## [Task brief]
Repeat only the stretch of lines below that runs from the line with "now + Duration::from_secs(3)).is_ok());" through the line with "for n in 0..5u64", unaltered.

## [Data listing]
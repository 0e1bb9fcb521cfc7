//! Duplicate-request and burst suppression.

use parking_lot::Mutex;
use sha2::{Digest, Sha256};
use std::collections::{HashMap, VecDeque};
use std::fmt;
use std::sync::{Arc, Weak};
use std::time::Duration;
use tokio::task::JoinHandle;
use tokio::time::Instant;
use tracing::{debug, warn};

use super::GuardError;
use crate::http::FetchRequest;

#[derive(Debug, Clone, Copy, PartialEq, Eq)]
pub struct GuardConfig {
  /// Minimum spacing between two admitted calls with the same key
  pub min_interval: Duration,
  pub burst_window: Duration,
  /// More attempts than this inside `burst_window` blocks the key
  pub burst_limit: usize,
  pub block_duration: Duration,
  /// Sweep cadence; records idle longer than this are evicted
  pub cleanup_interval: Duration,
}

impl Default for GuardConfig {
  fn default() -> Self {
    Self {
      min_interval: Duration::from_secs(1),
      burst_window: Duration::from_secs(5),
      burst_limit: 5,
      block_duration: Duration::from_secs(60),
      cleanup_interval: Duration::from_secs(60),
    }
  }
}

/// Canonical identity of a request: method, URL and body.
///
/// JSON bodies are re-serialized so key order does not matter.
#[derive(Debug, Clone, PartialEq, Eq, Hash)]
pub struct RequestKey(String);

impl RequestKey {
  pub fn new(method: &str, url: &str, body: Option<&str>) -> Self {
    let body = body
      .map(|raw| match serde_json::from_str::<serde_json::Value>(raw) {
        Ok(value) => value.to_string(),
        Err(_) => raw.to_string(),
      })
      .unwrap_or_default();

    let mut hasher = Sha256::new();
    hasher.update(method.to_ascii_uppercase().as_bytes());
    hasher.update(b"\n");
    hasher.update(url.as_bytes());
    hasher.update(b"\n");
    hasher.update(body.as_bytes());
    Self(hex::encode(hasher.finalize()))
  }

  pub fn from_request(request: &FetchRequest) -> Self {
    Self::new(&request.method, &request.url, request.body.as_deref())
  }

  pub fn as_str(&self) -> &str {
    &self.0
  }
}

impl fmt::Display for RequestKey {
  fn fmt(&self, f: &mut fmt::Formatter<'_>) -> fmt::Result {
    // Short form for logs
    f.write_str(&self.0[..12.min(self.0.len())])
  }
}

#[derive(Debug)]
struct PendingRequestRecord {
  /// Attempt times inside the burst window, oldest first
  attempts: VecDeque<Instant>,
  in_flight: bool,
  last_allowed: Option<Instant>,
  blocked_until: Option<Instant>,
  last_seen: Instant,
}

impl PendingRequestRecord {
  fn new(now: Instant) -> Self {
    Self {
      attempts: VecDeque::new(),
      in_flight: false,
      last_allowed: None,
      blocked_until: None,
      last_seen: now,
    }
  }

  fn is_blocked_at(&self, now: Instant) -> bool {
    self.blocked_until.is_some_and(|until| now < until)
  }
}

/// Tracks recent calls per [`RequestKey`] and refuses storms.
pub struct RequestGuard {
  config: GuardConfig,
  records: Mutex<HashMap<RequestKey, PendingRequestRecord>>,
}

impl RequestGuard {
  pub fn new(config: GuardConfig) -> Self {
    Self {
      config,
      records: Mutex::new(HashMap::new()),
    }
  }

  pub fn config(&self) -> &GuardConfig {
    &self.config
  }

  /// Admit a call or say why not. The ticket marks the key in flight until dropped.
  pub fn admit(&self, key: &RequestKey) -> Result<InFlightTicket<'_>, GuardError> {
    self.admit_at(key, Instant::now())
  }

  fn admit_at(&self, key: &RequestKey, now: Instant) -> Result<InFlightTicket<'_>, GuardError> {
    let mut records = self.records.lock();
    let record = records
      .entry(key.clone())
      .or_insert_with(|| PendingRequestRecord::new(now));
    record.last_seen = now;

    if let Some(until) = record.blocked_until {
      if now < until {
        return Err(GuardError::Blocked {
          request: key.to_string(),
          retry_after: until - now,
        });
      }
      record.blocked_until = None;
      record.attempts.clear();
    }

    record.attempts.push_back(now);
    while let Some(oldest) = record.attempts.front() {
      if now.duration_since(*oldest) > self.config.burst_window {
        record.attempts.pop_front();
      } else {
        break;
      }
    }

    if record.attempts.len() > self.config.burst_limit {
      record.blocked_until = Some(now + self.config.block_duration);
      warn!(
        request = %key,
        attempts = record.attempts.len(),
        window = ?self.config.burst_window,
        blocked_for = ?self.config.block_duration,
        "request abuse detected: burst limit exceeded, blocking key"
      );
      return Err(GuardError::Blocked {
        request: key.to_string(),
        retry_after: self.config.block_duration,
      });
    }

    if record.in_flight {
      return Err(GuardError::InFlight {
        request: key.to_string(),
      });
    }

    if let Some(last) = record.last_allowed {
      let since = now.duration_since(last);
      if since < self.config.min_interval {
        return Err(GuardError::TooSoon {
          request: key.to_string(),
          retry_after: self.config.min_interval - since,
        });
      }
    }

    record.in_flight = true;
    record.last_allowed = Some(now);

    Ok(InFlightTicket {
      guard: self,
      key: key.clone(),
    })
  }

  fn release(&self, key: &RequestKey) {
    if let Some(record) = self.records.lock().get_mut(key) {
      record.in_flight = false;
      record.last_seen = Instant::now();
    }
  }

  pub fn is_blocked(&self, key: &RequestKey) -> bool {
    let now = Instant::now();
    self
      .records
      .lock()
      .get(key)
      .is_some_and(|record| record.is_blocked_at(now))
  }

  /// Number of keys currently tracked.
  pub fn tracked(&self) -> usize {
    self.records.lock().len()
  }

  /// Evict idle records. Returns how many were removed.
  pub fn sweep(&self) -> usize {
    self.sweep_at(Instant::now())
  }

  fn sweep_at(&self, now: Instant) -> usize {
    let idle = self.config.cleanup_interval;
    let mut records = self.records.lock();
    let before = records.len();
    records.retain(|_, record| {
      record.in_flight
        || record.is_blocked_at(now)
        || now.saturating_duration_since(record.last_seen) <= idle
    });
    before - records.len()
  }

  /// Sweep every `cleanup_interval` until the guard is dropped.
  pub fn spawn_sweeper(self: &Arc<Self>) -> JoinHandle<()> {
    let weak: Weak<Self> = Arc::downgrade(self);
    let period = self.config.cleanup_interval;

    tokio::spawn(async move {
      let mut interval = tokio::time::interval(period);
      // first tick completes immediately
      interval.tick().await;
      loop {
        interval.tick().await;
        let Some(guard) = weak.upgrade() else {
          break;
        };
        let evicted = guard.sweep();
        if evicted > 0 {
          debug!(evicted, remaining = guard.tracked(), "swept idle request records");
        }
      }
    })
  }
}

impl Default for RequestGuard {
  fn default() -> Self {
    Self::new(GuardConfig::default())
  }
}

/// Holds a key in flight; dropping it (including on cancellation) releases the key.
pub struct InFlightTicket<'a> {
  guard: &'a RequestGuard,
  key: RequestKey,
}

impl Drop for InFlightTicket<'_> {
  fn drop(&mut self) {
    self.guard.release(&self.key);
  }
}

#[cfg(test)]
mod tests {
  use super::*;

  fn key() -> RequestKey {
    RequestKey::new("GET", "http://a.test/api/tasks", None)
  }

  #[test]
  fn test_request_key_canonicalizes_json_bodies() {
    let a = RequestKey::new("post", "http://a.test/api/tasks", Some(r#"{"b":1,"a":2}"#));
    let b = RequestKey::new("POST", "http://a.test/api/tasks", Some(r#"{ "a": 2, "b": 1 }"#));
    let c = RequestKey::new("POST", "http://a.test/api/tasks", Some(r#"{"a":3,"b":1}"#));
    assert_eq!(a, b);
    assert_ne!(a, c);
  }

  #[test]
  fn test_second_call_within_min_interval_is_too_soon() {
    let guard = RequestGuard::default();
    let now = Instant::now();

    drop(guard.admit_at(&key(), now).unwrap());
    match guard.admit_at(&key(), now + Duration::from_millis(400)) {
      Err(GuardError::TooSoon { retry_after, .. }) => {
        assert_eq!(retry_after, Duration::from_millis(600))
      }
      other => panic!("expected too soon, got {:?}", other.err()),
    }

    assert!(guard.admit_at(&key(), now + Duration::from_millis(1100)).is_ok());
  }

  #[test]
  fn test_in_flight_duplicate_rejected() {
    let guard = RequestGuard::default();
    let now = Instant::now();

    let ticket = guard.admit_at(&key(), now).unwrap();
    assert!(matches!(
      guard.admit_at(&key(), now + Duration::from_secs(2)),
      Err(GuardError::InFlight { .. })
    ));
    drop(ticket);
    assert!(guard.admit_at(&key(), now + Duration::from_secs(3)).is_ok());
  }

  #[test]
  fn test_burst_blocks_key_for_block_duration() {
    let guard = RequestGuard::default();
    let start = Instant::now();

    for n in 0..5u64 {
      let result = guard.admit_at(&key(), start + Duration::from_millis(n * 100));
      assert!(!matches!(result, Err(GuardError::Blocked { .. })));
    }

    let sixth = guard.admit_at(&key(), start + Duration::from_millis(500));
    assert!(matches!(sixth, Err(GuardError::Blocked { .. })));

    let seventh = guard.admit_at(&key(), start + Duration::from_secs(30));
    match seventh {
      Err(GuardError::Blocked { retry_after, .. }) => {
        assert_eq!(retry_after, Duration::from_millis(30_500))
      }
      other => panic!("expected blocked, got {:?}", other.err()),
    }

    assert!(guard
      .admit_at(&key(), start + Duration::from_millis(60_600))
      .is_ok());
  }

  #[test]
  fn test_other_keys_unaffected_by_block() {
    let guard = RequestGuard::default();
    let start = Instant::now();
    for n in 0..6u64 {
      let _ = guard.admit_at(&key(), start + Duration::from_millis(n * 10));
    }

    let other = RequestKey::new("GET", "http://a.test/api/projects", None);
    assert!(guard.admit_at(&other, start + Duration::from_millis(70)).is_ok());
  }

  #[test]
  fn test_sweep_evicts_idle_records_only() {
    let guard = RequestGuard::default();
    let start = Instant::now();

    drop(guard.admit_at(&key(), start).unwrap());
    let busy = RequestKey::new("GET", "http://a.test/api/slow", None);
    let _ticket = guard.admit_at(&busy, start).unwrap();

    assert_eq!(guard.sweep_at(start + Duration::from_secs(30)), 0);
    // the dropped ticket stamped last_seen with the real clock, so sweep well past it
    assert_eq!(guard.sweep_at(Instant::now() + Duration::from_secs(61)), 1);
    assert_eq!(guard.tracked(), 1);
  }
}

## [Task answer]
    assert!(guard.admit_at(&key(), now + Duration::from_secs(3)).is_ok());
  }

  #[test]
  fn test_burst_blocks_key_for_block_duration() {
    let guard = RequestGuard::default();
    let start = Instant::now();

    for n in 0..5u64 {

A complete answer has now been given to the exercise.